Conclusion: Prediction and Packaging

Given the analysis we have already done, it’s likely that we will fit a prediction model using a machine learning approach, such as a neural network or a transformer-based model. These types of models are well-suited for language processing since they can learn complex patterns. This helps them predict the next word in a sequence. Our model will be learning from the relationships between n-grams and collocations we’ve observed. By understanding the patterns, the model can make predictions about the next word or words in a given context, ultimately improving its performance in text generation and autocompletion.

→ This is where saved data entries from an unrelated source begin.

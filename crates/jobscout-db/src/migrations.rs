//! Database migration management.
//!
//! Embeds SQL migrations and provides functions to apply them automatically.
//! Uses `SQLx`'s built-in migration support with compile-time embedding.

use crate::error::{DatabaseError, Result};
use sqlx::{Pool, Sqlite};

/// Run all pending database migrations.
///
/// This function applies all migrations in the `migrations/` directory that
/// haven't been applied yet. It uses `SQLx`'s built-in migration system which
/// tracks applied migrations in a `_sqlx_migrations` table.
///
/// # Errors
/// Returns `DatabaseError::Migration` if any migration fails to execute.
pub async fn run_migrations(pool: &Pool<Sqlite>) -> Result<()> {
    tracing::info!("Running database migrations");

    sqlx::migrate!("./migrations")
        .run(pool)
        .await
        .map_err(|e| DatabaseError::Migration(format!("migration execution failed: {e}")))?;

    tracing::info!("Database migrations completed successfully");
    Ok(())
}

/// Get the current schema version.
///
/// Returns the number of applied migrations. Returns 0 if no migrations
/// have been applied yet or if the migrations table doesn't exist.
///
/// # Errors
/// Returns `DatabaseError` if the migrations table cannot be queried.
pub async fn get_schema_version(pool: &Pool<Sqlite>) -> Result<i64> {
    // Check if the migrations table exists
    let table_exists = sqlx::query_scalar::<_, i64>(
        "SELECT COUNT(*) FROM sqlite_master WHERE type='table' AND name='_sqlx_migrations'",
    )
    .fetch_one(pool)
    .await?
        > 0;

    if !table_exists {
        return Ok(0);
    }

    let version =
        sqlx::query_scalar::<_, i64>("SELECT COALESCE(MAX(version), 0) FROM _sqlx_migrations")
            .fetch_optional(pool)
            .await?
            .unwrap_or(0);

    Ok(version)
}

To create a user-friendly experience, we plan to develop a Shiny app that allows users to put in a sequence of words and receive predictions. Shiny is a powerful web framework for R that enables building interactive web applications, making it an ideal choice for this project. The app would integrate our prediction model, where users can enter their word sequence and receive suggestions for what will come next. This could be useful in various applications, such as helping users compose text more efficiently, or even offering insights into common language patterns that might be relevant.

Appendix: All Source Code

# run our setup code to obtain all the objects we will need to produce our data and graphs

##
# Created by Zain Naboulsi for the Johns Hopkins Data Science Specialization Capstone Course 
##

# set a seed in case we use anything that uses random numbers
set.seed(1337)


# Set the names of the packages and libraries you want to install
# Most notably load up all the quanteda packages we will need
required_libraries <- c("quanteda","quanteda.textmodels","quanteda.textstats",
                        "quanteda.textplots", "readtext", "text", "sqldf", 
                        "digest", "ggplot2", "dplyr", "gridExtra", "broom","tidyverse")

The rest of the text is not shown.